SMART Composting: A Rind Is A Terrible Thing To Waste

More and more, people recognize that putting organic matter in a landfill is a waste of both money and natural resources. Organic material in a landfill decomposes anaerobically (without oxygen), releasing harmful methane. You can do your garden and the planet a good turn by turning your organic spoils into food for the earth.

Composting returns elements to the soil where plants can use them and the nutrients can continue to nourish the cycle of life. It also reduces climate-changing gas emissions and is an easy, inexpensive way to enrich gardens. Compost helps a garden to thrive – improving clay soil, allowing air and moisture to penetrate the soil, and plants to absorb nutrients.

The Recipe for Compost is to Think SMART!

compost in handIn nature, organic material decomposes thanks to help from microbes (microscopic bacteria, plants, and animals) and larger decomposers like worms, insects, and other invertebrates.
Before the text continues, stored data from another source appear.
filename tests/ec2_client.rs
use ec2_inventory::{
    Credentials, DescribeRequest, Ec2Client, Ec2Error, Ec2Provider, InstanceSource,
    InventoryConfig, ProviderError, TagFilter, build_inventory,
};
use wiremock::matchers::{body_string_contains, method};
use wiremock::{Mock, MockServer, ResponseTemplate};

const XML: &str = "text/xml;charset=UTF-8";

fn credentials() -> Credentials {
    Credentials {
        access_key_id: "AKIDEXAMPLE".to_string(),
        secret_access_key: "wJalrXUtnFEMI/K7MDENG/bPxRfiCYEXAMPLEKEY".to_string(),
    }
}

fn describe_response(reservations: &str) -> String {
    format!(
        r#"<?xml version="1.0" encoding="UTF-8"?>
<DescribeInstancesResponse xmlns="http://ec2.amazonaws.com/doc/2016-11-15/">
    <requestId>8f7724cf-496f-496e-8fe3-example</requestId>
    <reservationSet>{}</reservationSet>
</DescribeInstancesResponse>"#,
        reservations
    )
}

fn error_response(code: &str, message: &str) -> String {
    format!(
        r#"<?xml version="1.0" encoding="UTF-8"?>
<Response><Errors><Error><Code>{}</Code><Message>{}</Message></Error></Errors><RequestID>ea966190-f9aa-478e-9ede-example</RequestID></Response>"#,
        code, message
    )
}

#[tokio::test]
async fn test_describe_sends_tag_filter() {
    let mock_server = MockServer::start().await;

    Mock::given(method("POST"))
        .and(body_string_contains("Action=DescribeInstances"))
        .and(body_string_contains("Filter.1.Name=tag%3ARole"))
        .and(body_string_contains("Filter.1.Value.1=webserver"))
        .respond_with(ResponseTemplate::new(200).set_body_raw(describe_response(""), XML))
        .expect(1)
        .mount(&mock_server)
        .await;

    let client =
        Ec2Client::with_endpoint_url(&credentials(), "us-east-2", Some(&mock_server.uri())).await;

    let instances = client
        .describe_tagged_instances(&TagFilter::default())
        .await
        .unwrap();

    assert!(instances.is_empty());
}

#[tokio::test]
async fn test_describe_flattens_reservations_in_order() {
    let mock_server = MockServer::start().await;

    let reservations = r#"
        <item>
            <reservationId>r-1</reservationId>
            <instancesSet>
                <item>
                    <instanceId>i-1</instanceId>
                    <dnsName>ec2-1-2-3-4.compute.amazonaws.com</dnsName>
                    <ipAddress>1.2.3.4</ipAddress>
                </item>
                <item>
                    <instanceId>i-2</instanceId>
                    <dnsName/>
                </item>
            </instancesSet>
        </item>
        <item>
            <reservationId>r-2</reservationId>
            <instancesSet>
                <item>
                    <instanceId>i-3</instanceId>
                    <ipAddress>5.6.7.8</ipAddress>
                </item>
            </instancesSet>
        </item>"#;

    Mock::given(method("POST"))
        .and(body_string_contains("Action=DescribeInstances"))
        .respond_with(
            ResponseTemplate::new(200).set_body_raw(describe_response(reservations), XML),
        )
        .mount(&mock_server)
        .await;

    let client =
        Ec2Client::with_endpoint_url(&credentials(), "us-east-2", Some(&mock_server.uri())).await;

    let instances = client
        .describe_tagged_instances(&TagFilter::default())
        .await
        .unwrap();

    let ids: Vec<&str> = instances.iter().map(|i| i.instance_id.as_str()).collect();
    assert_eq!(ids, vec!["i-1", "i-2", "i-3"]);

    assert_eq!(instances[0].host_id(), "ec2-1-2-3-4.compute.amazonaws.com");
    assert_eq!(instances[0].address(), "1.2.3.4");
    assert_eq!(instances[1].host_id(), "i-2");
    assert_eq!(instances[1].address(), "i-2");
    assert_eq!(instances[2].host_id(), "i-3");
    assert_eq!(instances[2].address(), "5.6.7.8");
}

#[tokio::test]
async fn test_auth_failure_is_not_retried() {
    let mock_server = MockServer::start().await;

    Mock::given(method("POST"))
        .respond_with(ResponseTemplate::new(401).set_body_raw(
            error_response(
                "AuthFailure",
                "AWS was not able to validate the provided access credentials",
            ),
            XML,
        ))
        .expect(1)
        .mount(&mock_server)
        .await;

    let client =
        Ec2Client::with_endpoint_url(&credentials(), "us-east-2", Some(&mock_server.uri())).await;

    let result = client.describe_tagged_instances(&TagFilter::default()).await;

    match result {
        Err(Ec2Error::Auth { message }) => {
            assert!(message.contains("not able to validate"));
            assert!(!message.contains("AKIDEXAMPLE"));
        }
        other => panic!("expected Ec2Error::Auth, got {:?}", other),
    }
}

#[tokio::test]
async fn test_throttling_is_not_retried() {
    let mock_server = MockServer::start().await;

    Mock::given(method("POST"))
        .respond_with(ResponseTemplate::new(503).set_body_raw(
            error_response("RequestLimitExceeded", "Request limit exceeded."),
            XML,
        ))
        .expect(1)
        .mount(&mock_server)
        .await;

    let client =
        Ec2Client::with_endpoint_url(&credentials(), "us-east-2", Some(&mock_server.uri())).await;

    let result = client.describe_tagged_instances(&TagFilter::default()).await;

    assert!(
        matches!(result, Err(Ec2Error::Throttled { .. })),
        "expected Ec2Error::Throttled, got {:?}",
        result
    );
}

#[tokio::test]
async fn test_unparseable_body_is_malformed_response() {
    let mock_server = MockServer::start().await;

    Mock::given(method("POST"))
        .respond_with(ResponseTemplate::new(200).set_body_raw("not xml", XML))
        .expect(1)
        .mount(&mock_server)
        .await;

    let client =
        Ec2Client::with_endpoint_url(&credentials(), "us-east-2", Some(&mock_server.uri())).await;

    let result = client.describe_tagged_instances(&TagFilter::default()).await;

    assert!(
        matches!(result, Err(Ec2Error::MalformedResponse { .. })),
        "expected Ec2Error::MalformedResponse, got {:?}",
        result
    );
}

#[tokio::test]
async fn test_provider_describe_instances() {
    let mock_server = MockServer::start().await;

    Mock::given(method("POST"))
        .and(body_string_contains("Filter.1.Value.1=frontend"))
        .respond_with(ResponseTemplate::new(200).set_body_raw(
            describe_response(
                r#"<item><reservationId>r-9</reservationId><instancesSet>
                    <item><instanceId>i-9</instanceId></item>
                </instancesSet></item>"#,
            ),
            XML,
        ))
        .expect(1)
        .mount(&mock_server)
        .await;

    let provider = Ec2Provider::with_endpoint_url(Some(mock_server.uri()));
    let request = DescribeRequest {
        credentials: credentials(),
        region: "us-east-2".to_string(),
        tag_filter: TagFilter::new("Tier", "frontend"),
    };

    let instances = provider.describe_instances(&request).await.unwrap();

    assert_eq!(instances.len(), 1);
    assert_eq!(instances[0].instance_id, "i-9");
}

#[tokio::test]
async fn test_end_to_end_inventory_against_mock_endpoint() {
    let mock_server = MockServer::start().await;

    Mock::given(method("POST"))
        .and(body_string_contains("Action=DescribeInstances"))
        .respond_with(ResponseTemplate::new(200).set_body_raw(
            describe_response(
                r#"<item><reservationId>r-1</reservationId><instancesSet>
                    <item>
                        <instanceId>i-1</instanceId>
                        <dnsName>ec2-1-2-3-4.compute.amazonaws.com</dnsName>
                        <ipAddress>1.2.3.4</ipAddress>
                    </item>
                </instancesSet></item>"#,
            ),
            XML,
        ))
        .expect(1)
        .mount(&mock_server)
        .await;

    let config = InventoryConfig {
        endpoint_url: Some(mock_server.uri()),
        ..InventoryConfig::default().with_credentials("AKIDEXAMPLE", "secret")
    };
    let provider = Ec2Provider::with_endpoint_url(config.endpoint_url.clone());

    let inventory = build_inventory(&config, &provider).await.unwrap();

    assert_eq!(inventory.all.hosts, vec!["ec2-1-2-3-4.compute.amazonaws.com"]);
    let vars = &inventory.meta.hostvars["ec2-1-2-3-4.compute.amazonaws.com"];
    assert_eq!(vars.ansible_host, "1.2.3.4");
    assert_eq!(vars.ansible_user, "ubuntu");
}

#[tokio::test]
async fn test_unreachable_endpoint_is_network_error() {
    // Nothing listens on a port freed right after binding
    let listener = std::net::TcpListener::bind("127.0.0.1:0").unwrap();
    let uri = format!("http://{}", listener.local_addr().unwrap());
    drop(listener);

    let provider = Ec2Provider::with_endpoint_url(Some(uri));
    let request = DescribeRequest {
        credentials: credentials(),
        region: "us-east-2".to_string(),
        tag_filter: TagFilter::default(),
    };

    let result = provider.describe_instances(&request).await;

    assert!(
        matches!(result, Err(ProviderError::Ec2(Ec2Error::Network { .. }))),
        "expected network error, got {:?}",
        result
    );
}
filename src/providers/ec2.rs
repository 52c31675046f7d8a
mod client;
mod error;

pub use client::Ec2Client;
pub use error::Ec2Error;

use async_trait::async_trait;

use super::{DescribeRequest, InstanceSource, ProviderError};
use crate::instance::Instance;

#[derive(Debug, Clone, Default)]
pub struct Ec2Provider {
    endpoint_url: Option<String>,
}

impl Ec2Provider {
    pub fn new() -> Self {
        Self::default()
    }

    pub fn with_endpoint_url(endpoint_url: Option<String>) -> Self {
        Self { endpoint_url }
    }
}

#[async_trait]
impl InstanceSource for Ec2Provider {
    fn name(&self) -> &str {
        "ec2"
    }

    async fn describe_instances(
        &self,
        request: &DescribeRequest,
    ) -> Result<Vec<Instance>, ProviderError> {
        let client = Ec2Client::with_endpoint_url(
            &request.credentials,
            &request.region,
            self.endpoint_url.as_deref(),
        )
        .await;

        tracing::debug!(
            region = %request.region,
            filter = %request.tag_filter.filter_name(),
            value = %request.tag_filter.value,
            "describing instances"
        );

        let instances = client
            .describe_tagged_instances(&request.tag_filter)
            .await?;

        tracing::info!(count = instances.len(), "instances discovered");

        Ok(instances)
    }
}
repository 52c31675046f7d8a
mod args;

pub use args::Cli;
mod cli;

use clap::Parser;
use color_eyre::eyre::Result;
use tracing_subscriber::EnvFilter;

use cli::Cli;
use ec2_inventory::{Ec2Provider, InventoryConfig, build_inventory, output};

#[tokio::main(flavor = "current_thread")]
async fn main() -> Result<()> {
    color_eyre::install()?;

    // NOTE: stdout carries the inventory JSON only
    tracing_subscriber::fmt()
        .with_env_filter(EnvFilter::from_default_env())
        .with_writer(std::io::stderr)
        .init();

    let cli = Cli::parse();
    let config = InventoryConfig::from(cli.settings);
    tracing::debug!(?config, "configuration resolved");

    let provider = Ec2Provider::with_endpoint_url(config.endpoint_url.clone());
    let inventory = build_inventory(&config, &provider).await?;

    let rendered = match cli.host.as_deref() {
        Some(host) => output::render_host(&inventory, host)?,
        None => output::render(&inventory)?,
    };
    output::write_document(&mut std::io::stdout().lock(), &rendered)?;

    Ok(())
}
Composting is controlled decomposition – we create a habitat for decomposers and they do the dirty work!

If you’ve never done it before, composting may seem complicated, but it’s easy. The acronym SMART will help you to remember how to make compost.

Size Matters – The ideal size for a backyard compost pile is at least 3’x 3’ x 3’ (1 cubic yard). The size of the organic material matters too. A mixture of sizes of material is OK, as long as the material is mostly less than 2” in size.
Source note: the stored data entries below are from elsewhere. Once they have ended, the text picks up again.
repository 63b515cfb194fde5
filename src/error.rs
//! Error types for the relay sessions

use thiserror::Error;

/// Main error type for the crate
#[derive(Error, Debug)]
pub enum Error {
    #[error("Crypto error: {0}")]
    Crypto(#[from] CryptoError),

    #[error("Connection error: {0}")]
    Connection(#[from] ConnError),

    #[error("Send error: {0}")]
    Send(#[from] SendError),

    #[error("Audio error: {0}")]
    Audio(#[from] AudioError),

    #[error("Telemetry error: {0}")]
    Telemetry(#[from] TelemetryError),

    #[error("Configuration error: {0}")]
    Config(#[from] ConfigError),

    #[error("IO error: {0}")]
    Io(#[from] std::io::Error),
}

/// Crypto codec errors
#[derive(Error, Debug, Clone, PartialEq, Eq)]
pub enum CryptoError {
    /// Tag mismatch: wrong key or tampered frame
    #[error("Authentication failed")]
    AuthFailure,

    #[error("Frame truncated: {0} bytes")]
    Truncated(usize),

    #[error("Random source unavailable: {0}")]
    RandomUnavailable(String),

    #[error("Encryption failed")]
    Encrypt,

    #[error("Invalid key length: {0}")]
    InvalidKey(usize),
}

impl CryptoError {
    /// True for errors that mean "this inbound frame is not trustworthy".
    pub fn is_auth_failure(&self) -> bool {
        matches!(self, CryptoError::AuthFailure | CryptoError::Truncated(_))
    }
}

/// Connection open errors
#[derive(Error, Debug, Clone, PartialEq, Eq)]
pub enum ConnError {
    #[error("Connection already open or opening")]
    AlreadyOpen,

    #[error("Invalid endpoint: {0}")]
    InvalidEndpoint(String),

    #[error("Transport failed: {0}")]
    Transport(String),

    #[error("Key unavailable: {0}")]
    Key(String),
}

/// Outbound send errors
#[derive(Error, Debug, Clone, PartialEq, Eq)]
pub enum SendError {
    #[error("Not connected")]
    NotConnected,
}

/// Audio hardware-boundary errors
#[derive(Error, Debug, Clone, PartialEq, Eq)]
pub enum AudioError {
    #[error("Capture failed: {0}")]
    Capture(String),

    #[error("Playback failed: {0}")]
    Playback(String),
}

/// Telemetry pipeline errors
#[derive(Error, Debug, Clone, PartialEq, Eq)]
pub enum TelemetryError {
    /// Malformed inbound payload
    #[error("Parse error: {0}")]
    Parse(String),

    #[error("Decode error: {0}")]
    Decode(#[from] CryptoError),

    #[error("Position source error: {0}")]
    Source(String),
}

/// Configuration errors
#[derive(Error, Debug)]
pub enum ConfigError {
    #[error("Failed to read config: {0}")]
    Io(#[from] std::io::Error),

    #[error("Failed to parse config: {0}")]
    Parse(#[from] toml::de::Error),

    #[error("Failed to serialize config: {0}")]
    Serialize(#[from] toml::ser::Error),

    #[error("Invalid configuration: {0}")]
    Invalid(String),
}

/// Result type alias for the crate
pub type Result<T> = std::result::Result<T, Error>;
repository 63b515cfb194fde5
//! In-process transport
//!
//! Each `connect` hands a [`MemoryPeer`] to the [`MemoryRelay`], which plays
//! the role of the relay server: it sees every frame the client sends and can
//! push frames, errors or a hang-up back.

use async_trait::async_trait;
use futures_util::{sink, stream};
use std::sync::atomic::{AtomicBool, AtomicUsize, Ordering};
use std::sync::Arc;
use tokio::sync::mpsc;

use super::{Frame, FrameSink, FrameStream, Transport};
use crate::error::ConnError;

/// Transport whose far end is a [`MemoryRelay`]
pub struct MemoryTransport {
    peers: mpsc::UnboundedSender<MemoryPeer>,
    refuse: AtomicBool,
    connects: AtomicUsize,
}

impl MemoryTransport {
    pub fn new() -> (Arc<Self>, MemoryRelay) {
        let (tx, rx) = mpsc::unbounded_channel();
        let transport = Arc::new(Self {
            peers: tx,
            refuse: AtomicBool::new(false),
            connects: AtomicUsize::new(0),
        });
        (transport, MemoryRelay { peers: rx })
    }

    /// Make subsequent connects fail
    pub fn set_refuse(&self, refuse: bool) {
        self.refuse.store(refuse, Ordering::SeqCst);
    }

    /// Number of successful connects so far
    pub fn connect_count(&self) -> usize {
        self.connects.load(Ordering::SeqCst)
    }
}

#[async_trait]
impl Transport for MemoryTransport {
    async fn connect(&self, endpoint: &str) -> Result<(FrameSink, FrameStream), ConnError> {
        if endpoint.is_empty() {
            return Err(ConnError::InvalidEndpoint(endpoint.to_string()));
        }
        if self.refuse.load(Ordering::SeqCst) {
            return Err(ConnError::Transport("connection refused".to_string()));
        }

        let (sent_tx, sent_rx) = mpsc::unbounded_channel();
        let (inject_tx, inject_rx) = mpsc::unbounded_channel();

        self.peers
            .send(MemoryPeer {
                endpoint: endpoint.to_string(),
                sent: sent_rx,
                inject: inject_tx,
            })
            .map_err(|_| ConnError::Transport("relay is gone".to_string()))?;
        self.connects.fetch_add(1, Ordering::SeqCst);

        let sink = sink::unfold(sent_tx, |tx: mpsc::UnboundedSender<Frame>, frame: Frame| async move {
            tx.send(frame)
                .map_err(|_| ConnError::Transport("relay hung up".to_string()))?;
            Ok::<_, ConnError>(tx)
        });
        let stream = stream::unfold(inject_rx, |mut rx| async move {
            rx.recv().await.map(|item| (item, rx))
        });

        Ok((Box::pin(sink), Box::pin(stream)))
    }
}

/// Relay side of a [`MemoryTransport`]
pub struct MemoryRelay {
    peers: mpsc::UnboundedReceiver<MemoryPeer>,
}

impl MemoryRelay {
    /// Wait for the next client connection
    pub async fn accept(&mut self) -> Option<MemoryPeer> {
        self.peers.recv().await
    }
}

/// Relay's view of one client connection
pub struct MemoryPeer {
    endpoint: String,
    sent: mpsc::UnboundedReceiver<Frame>,
    inject: mpsc::UnboundedSender<Result<Frame, ConnError>>,
}

impl MemoryPeer {
    pub fn endpoint(&self) -> &str {
        &self.endpoint
    }

    /// Next frame the client sent; `None` once the client closed
    pub async fn next_sent(&mut self) -> Option<Frame> {
        self.sent.recv().await
    }

    /// A frame the client already sent, without waiting
    pub fn try_sent(&mut self) -> Option<Frame> {
        self.sent.try_recv().ok()
    }

    /// Deliver a frame to the client
    pub fn push(&self, frame: Frame) {
        let _ = self.inject.send(Ok(frame));
    }

    /// Break the client's stream with an error
    pub fn fail(&self, error: ConnError) {
        let _ = self.inject.send(Err(error));
    }

    /// Stop taking frames from the client; its next write fails
    pub fn break_writes(&mut self) {
        self.sent.close();
    }

    /// Drop the connection without a close frame
    pub fn hang_up(self) {}
}
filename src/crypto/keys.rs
//! Session key providers
//!
//! Secure key storage is platform territory; sessions only see this trait.

use crate::crypto::codec::SessionKey;
use crate::error::CryptoError;

/// Source of the group's symmetric session key
pub trait KeyProvider: Send + Sync {
    /// Key to use for the next connection
    fn session_key(&self) -> Result<SessionKey, CryptoError>;
}

/// Provider holding a single fixed key
#[derive(Debug, Clone)]
pub struct StaticKeyProvider {
    key: SessionKey,
}

impl StaticKeyProvider {
    pub fn new(key: SessionKey) -> Self {
        Self { key }
    }

    /// Provider with a freshly generated random key
    pub fn random() -> Result<Self, CryptoError> {
        Ok(Self::new(SessionKey::generate()?))
    }
}

impl KeyProvider for StaticKeyProvider {
    fn session_key(&self) -> Result<SessionKey, CryptoError> {
        Ok(self.key.clone())
    }
}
Moisture – Compost should feel about as wet as a wrung-out sponge. You may need to cover open piles in winter to keep water out, and in summer to keep moisture in. If your pile is dry, hose it a bit to get it wet enough for the decomposers to work efficiently.

Aeration – Compost needs oxygen to support microbial activity and prevent bad smells. Composting is accelerated if you turn the pile every so often to redistribute materials and allow air and moisture to get in.

Ratio – Compost should have about a 1:1 ratio by volume of “green” (fresh, nitrogen-rich) materials and “brown” (dryer, carbon-rich) materials. One bucket of browns to one of greens is the general rule. Remember this mantra:

Equal Parts Green and Brown, Help to Break the Compost Down

Turn – Think SMART and turn your yard and kitchen spoils into soil. By composting, you sustain the health of our planet by keeping natural resources in beneficial use and feeding the earth instead of a landfill.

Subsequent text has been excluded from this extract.